5. **Never read source code.** Test as a user, not a developer.
6. **Check console after every interaction.** JS errors that don't surface visually are still bugs.
7. **Test like a user.** Use realistic data. Walk through complete workflows end-to-end.
8. **Depth over breadth.** 5-10 well-documented issues with evidence > 20 vague descriptions.
9. **Never delete output files.** Screenshots and reports accumulate — that's intentional.
10. **Use `snapshot -C` for tricky UIs.** Finds clickable divs that the accessibility tree misses.
11. **Show screenshots to the user.** After every `${GSTACK_BROWSE} screenshot`, `${GSTACK_BROWSE} snapshot -a -o`, or `${GSTACK_BROWSE} responsive` command, use the Read tool on the output file(s) so the user can see them inline. For `responsive` (3 files), Read all three. This is critical — without it, screenshots are invisible to the user.
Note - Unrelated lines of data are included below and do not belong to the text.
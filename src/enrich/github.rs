//! GitHub repository metrics: stars, forks, contributors, open issues, and
//! last push time.
//!
//! The contributor count comes from a second request with `per_page=1`; the
//! `Link` header's `rel="last"` page number equals the total contributor
//! count without paging through the list.

use crate::catalog::bucket_field;
use crate::catalog::repo_spec::RepoSpec;
use crate::enrich::http::RetryPolicy;
use crate::enrich::{DedupKey, Enricher, FetchContext, FetchResult, FetchedData, Patch, RepoMetrics};
use crate::misc::get_nested;
use futures_util::future::BoxFuture;
use regex::Regex;
use reqwest::header::{ACCEPT, AUTHORIZATION, HeaderMap, HeaderValue, USER_AGENT};
use serde_json::{Map, Value, json};
use std::sync::LazyLock;

const LOG_TARGET: &str = "    github";

const API_BASE: &str = "https://api.github.com";

static LAST_PAGE_REGEX: LazyLock<Regex> = LazyLock::new(|| Regex::new(r#"page=(\d+)>;\s*rel="last""#).expect("regex is valid"));

/// Enricher for the `github` metrics bucket.
#[derive(Debug)]
pub struct GitHubEnricher {
    token: Option<String>,
    api_base: String,
    retry: RetryPolicy,
}

impl GitHubEnricher {
    #[must_use]
    pub fn new(token: Option<String>) -> Self {
        Self {
            token,
            api_base: API_BASE.to_string(),
            retry: RetryPolicy::default(),
        }
    }

    /// Point the enricher at a different API origin. Tests use this to
    /// target a local mock server.
    #[must_use]
    pub fn with_api_base(mut self, base: &str) -> Self {
        self.api_base = base.trim_end_matches('/').to_string();
        self
    }

    #[must_use]
    pub fn with_retry(mut self, retry: RetryPolicy) -> Self {
        self.retry = retry;
        self
    }

    fn headers(&self) -> HeaderMap {
        let mut headers = HeaderMap::new();
        let _ = headers.insert(ACCEPT, HeaderValue::from_static("application/vnd.github+json"));
        let _ = headers.insert(USER_AGENT, HeaderValue::from_static("gallery-rank"));
        let _ = headers.insert("X-GitHub-Api-Version", HeaderValue::from_static("2022-11-28"));
        if let Some(token) = &self.token
            && let Ok(value) = HeaderValue::from_str(&format!("Bearer {token}"))
        {
            let _ = headers.insert(AUTHORIZATION, value);
        }
        headers
    }
}

/// Read the total contributor count out of a `per_page=1` response.
///
/// With one contributor per page, the last page number in the `Link` header
/// is the count. Repos small enough to fit one page have no `Link` header at
/// all; then a non-empty body means exactly one contributor.
fn contributors_from_response(headers: Option<&HeaderMap>, body: Option<&Value>) -> u64 {
    if let Some(link) = headers
        .and_then(|h| h.get(reqwest::header::LINK))
        .and_then(|v| v.to_str().ok())
        && let Some(captures) = LAST_PAGE_REGEX.captures(link)
        && let Ok(count) = captures[1].parse::<u64>()
    {
        return count;
    }

    match body.and_then(Value::as_array) {
        Some(entries) if !entries.is_empty() => 1,
        _ => 0,
    }
}

impl Enricher for GitHubEnricher {
    fn name(&self) -> &'static str {
        "github"
    }

    fn bucket(&self) -> &'static str {
        "github"
    }

    fn key_for_item(&self, item: &Map<String, Value>) -> Option<DedupKey> {
        let url = item.get("gitHubUrl").and_then(Value::as_str)?;
        let spec = RepoSpec::parse(url).ok()?;
        Some(DedupKey::Repo {
            owner: spec.owner().to_lowercase(),
            repo: spec.repo().to_lowercase(),
        })
    }

    fn fetch<'a>(&'a self, key: DedupKey, ctx: &'a FetchContext) -> BoxFuture<'a, FetchResult> {
        Box::pin(async move {
            let DedupKey::Repo { owner, repo } = key else {
                return FetchResult::failed("github enricher requires a repository key", 0, None);
            };

            let repo_url = format!("{}/repos/{owner}/{repo}", self.api_base);
            let repo_fetch = ctx.request_json(&repo_url, self.headers(), &self.retry).await;
            if !repo_fetch.ok {
                return FetchResult::failed(
                    repo_fetch.error.unwrap_or_else(|| "repository fetch failed".to_string()),
                    repo_fetch.attempts,
                    repo_fetch.status,
                );
            }
            let repo_data = repo_fetch.data.unwrap_or(Value::Null);

            let contributors_url = format!("{}/repos/{owner}/{repo}/contributors?per_page=1&anon=true", self.api_base);
            let contributors_fetch = ctx.request_json(&contributors_url, self.headers(), &self.retry).await;
            let attempts = repo_fetch.attempts + contributors_fetch.attempts;
            if !contributors_fetch.ok {
                return FetchResult::failed(
                    contributors_fetch.error.unwrap_or_else(|| "contributors fetch failed".to_string()),
                    attempts,
                    contributors_fetch.status,
                );
            }

            let contributors = contributors_from_response(contributors_fetch.headers.as_ref(), contributors_fetch.data.as_ref());
            log::debug!(target: LOG_TARGET, "Fetched {owner}/{repo}: {} star(s), {contributors} contributor(s)",
                repo_data.get("stargazers_count").and_then(Value::as_u64).unwrap_or(0));

            FetchResult::found(
                FetchedData::Repo(RepoMetrics {
                    stars: get_nested(&repo_data, &["stargazers_count"]).and_then(Value::as_u64),
                    forks: get_nested(&repo_data, &["forks_count"]).and_then(Value::as_u64),
                    contributors_count: Some(contributors),
                    open_issues: get_nested(&repo_data, &["open_issues_count"]).and_then(Value::as_u64),
                    pushed_at: get_nested(&repo_data, &["pushed_at"]).and_then(Value::as_str).map(str::to_string),
                }),
                attempts,
                repo_fetch.status,
            )
        })
    }

    fn patch_success(&self, item: &Map<String, Value>, data: &FetchedData, fetched_at: &str) -> Patch {
        let FetchedData::Repo(repo) = data else {
            return Patch {
                bucket: self.bucket(),
                updates: Map::new(),
                changed: false,
            };
        };

        let prev_stars = bucket_field(item, self.bucket(), "stars").and_then(Value::as_u64);

        // Fields absent from the payload are omitted, keeping whatever
        // last-known-good values the bucket already holds.
        let mut updates = Map::new();
        if let Some(stars) = repo.stars {
            let _ = updates.insert("stars".to_string(), json!(stars));
        }
        if let Some(forks) = repo.forks {
            let _ = updates.insert("forks".to_string(), json!(forks));
        }
        if let Some(contributors) = repo.contributors_count {
            let _ = updates.insert("contributorsCount".to_string(), json!(contributors));
        }
        if let Some(open_issues) = repo.open_issues {
            let _ = updates.insert("openIssues".to_string(), json!(open_issues));
        }
        if let Some(pushed_at) = &repo.pushed_at {
            let _ = updates.insert("lastPushAt".to_string(), json!(pushed_at));
        }
        let _ = updates.insert("fetchedAt".to_string(), json!(fetched_at));
        let _ = updates.insert("isStale".to_string(), json!(false));

        Patch {
            bucket: self.bucket(),
            updates,
            changed: repo.stars.is_some() && prev_stars != repo.stars,
        }
    }
}
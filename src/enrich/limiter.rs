//! Global request pacing for one external service.

use core::time::Duration;
use std::sync::Mutex;
use tokio::time::Instant;

/// Enforces a minimum interval between grants, globally across every task
/// sharing this limiter.
///
/// A monotonic "next allowed" watermark is advanced under a mutex; the sleep
/// itself happens outside the lock so waiters queue up fairly without holding
/// it. A zero interval disables throttling.
#[derive(Debug)]
pub struct ServiceLimiter {
    min_interval: Duration,
    next_allowed: Mutex<Option<Instant>>,
}

impl ServiceLimiter {
    #[must_use]
    pub const fn new(min_interval: Duration) -> Self {
        Self {
            min_interval,
            next_allowed: Mutex::new(None),
        }
    }

    /// Wait until at least the configured interval has elapsed since the last grant.
    pub async fn acquire(&self) {
        if self.min_interval.is_zero() {
            return;
        }

        let wait = {
            let mut guard = self.next_allowed.lock().expect("lock not poisoned");
            let now = Instant::now();
            let (wait, base) = match *guard {
                Some(next) if next > now => (next - now, next),
                _ => (Duration::ZERO, now),
            };
            *guard = Some(base + self.min_interval);
            wait
        };

        if !wait.is_zero() {
            tokio::time::sleep(wait).await;
        }
    }
}
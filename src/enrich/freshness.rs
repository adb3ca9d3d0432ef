//! Deciding whether a metrics bucket is due for a refetch.

use crate::misc::parse_iso8601;
use chrono::{DateTime, Utc};

/// Whether a bucket should be refetched.
///
/// Rules:
/// - threshold `None` or <= 0: always refetch;
/// - `is_stale` true: refetch regardless of age;
/// - no parseable `fetched_at`: refetch;
/// - otherwise refetch only when the fetch is at least `refresh_older_than_hours` old.
#[must_use]
pub fn should_refetch(fetched_at: Option<&str>, is_stale: Option<bool>, refresh_older_than_hours: Option<f64>, now: DateTime<Utc>) -> bool {
    let Some(threshold_hours) = refresh_older_than_hours else {
        return true;
    };
    if threshold_hours <= 0.0 {
        return true;
    }
    if is_stale == Some(true) {
        return true;
    }

    let Some(fetched) = parse_iso8601(fetched_at) else {
        return true;
    };

    let age_hours = now.signed_duration_since(fetched).num_seconds() as f64 / 3600.0;
    age_hours >= threshold_hours
}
12. **Never refuse to use the browser.** When the user invokes /qa or /qa-only, they are requesting browser-based testing. Never suggest evals, unit tests, or other alternatives as a substitute. Even if the diff appears to have no UI changes, backend changes affect app behavior — always open the browser and test.
---
## Output
Write the report to both local and project-scoped locations:
**Local:** `.gstack/qa-reports/qa-report-{domain}-{YYYY-MM-DD}.md`
**Project-scoped:** Write test outcome artifact for cross-session context:
```bash
eval "$(${GSTACK_OPENCODE_DIR}/bin/gstack-slug 2>/dev/null)" && mkdir -p ~/.gstack/projects/$SLUG
```
Write to `~/.gstack/projects/{slug}/{user}-{branch}-test-outcome-{datetime}.md`
### Output Structure
```
.gstack/qa-reports/
├── qa-report-{domain}-{YYYY-MM-DD}.md # Structured report
├── screenshots/
│ ├── initial.png # Landing page annotated screenshot
│ ├── issue-001-step-1.png # Per-issue evidence
│ ├── issue-001-result.png
│ └── ...
└── baseline.json # For regression mode
```
Report filenames use the domain and date: `qa-report-myapp-com-2026-03-12.md`
---
## Additional Rules (qa-only specific)
11. **Never fix bugs.** Find and document only. Do not read source code, edit files, or suggest fixes in the report. Your job is to report what's broken, not to fix it. Use `/qa` for the test-fix-verify loop.
12. **No test framework detected?** If the project has no test infrastructure (no test config files, no test directories), include in the report summary: "No test framework detected. Run `/qa` to bootstrap one and enable regression test generation."